Cooling vests are also used by persons with multiple sclerosis. In multiple sclerosis, nerve fibers become demyelinated, which leads to pain and discomfort when temperature is elevated. Nerve fibers may also be remyelinating or in the process of repairing themselves, and still be sensitive to elevated temperatures. The cooling vest keeps the patient's temperature down, reducing pain. In 2005, a 12-week study at the University of Buffalo was funded by the National Institute on Disability and Rehabilitation Research, a division of the U.S. Department of Education, to determine if people with multiple sclerosis could exercise longer with the help of a cooling vest.

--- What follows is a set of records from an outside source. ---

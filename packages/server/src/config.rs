use anyhow::{Context, Result};
use dotenvy::dotenv;
use std::env;

/// Application configuration loaded from environment variables
#[derive(Debug, Clone)]
pub struct Config {
    pub database_url: String,
    pub admin_email: String,
    pub admin_password: String,
}

impl Config {
    /// Load configuration from environment variables
    pub fn from_env() -> Result<Self> {
        // Load .env file if present (development)
        let _ = dotenv();

        Ok(Self {
            database_url: env::var("DATABASE_URL").context("DATABASE_URL must be set")?,
            admin_email: env::var("ADMIN_EMAIL")
                .unwrap_or_else(|_| "admin@classtrack.local".to_string()),
            admin_password: env::var("ADMIN_PASSWORD").unwrap_or_else(|_| "changeme".to_string()),
        })
    }
}
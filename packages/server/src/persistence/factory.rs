//! Entity factory - mints identity-bearing empty instances.
//!
//! Identity comes from a per-kind sequence row bumped in a single atomic
//! UPSERT, so reservation is linearizable across concurrent callers without
//! any in-process counter, and ids are never reused after deletion. The
//! instance itself stays invisible to lookups until its first root write.

use sqlx::SqlitePool;
use tracing::debug;

use crate::common::errors::PersistenceError;
use crate::persistence::entity::{Entity, EntityKind};

pub struct EntityFactory {
    pool: SqlitePool,
}

impl EntityFactory {
    pub fn new(pool: SqlitePool) -> Self {
        Self { pool }
    }

    /// Reserve an identity for `kind` and return a typed, empty instance
    /// with the id already set and every scalar at its type-correct default.
    pub async fn create(&self, kind: EntityKind) -> Result<Entity, PersistenceError> {
        let id = self.reserve_id(kind).await?;
        let mut entity = Entity::empty(kind);
        entity.as_persistable_mut().set_id(id);
        debug!(kind = kind.name(), id, "reserved entity identity");
        Ok(entity)
    }

    /// Kind-by-name entry point; unregistered names fail with `UnknownKind`.
    pub async fn create_named(&self, kind_name: &str) -> Result<Entity, PersistenceError> {
        self.create(EntityKind::parse(kind_name)?).await
    }

    async fn reserve_id(&self, kind: EntityKind) -> Result<i64, PersistenceError> {
        sqlx::query_scalar::<_, i64>(
            "INSERT INTO entity_ids (kind, nextId) VALUES (?, 1)
             ON CONFLICT (kind) DO UPDATE SET nextId = nextId + 1
             RETURNING nextId",
        )
        .bind(kind.name())
        .fetch_one(&self.pool)
        .await
        .map_err(PersistenceError::from_sqlx)
    }
}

Cooling vests are also used by large workforces in the industrial markets from construction to oil and gas. In 2018, Qatar's Supreme Committee for Delivery & Legacy developed a state-of-the-art cooling suit using evaporative cooling technology to help its 30,000 workforce complete the building of the 2022 World Cup stadiums.

Availability of water-flow cooling vests was mandated in 2025 by the FIA for Formula One motor-racing drivers in hot conditions. Drivers can opt out, but must then carry ballast of equivalent weight to the equipment.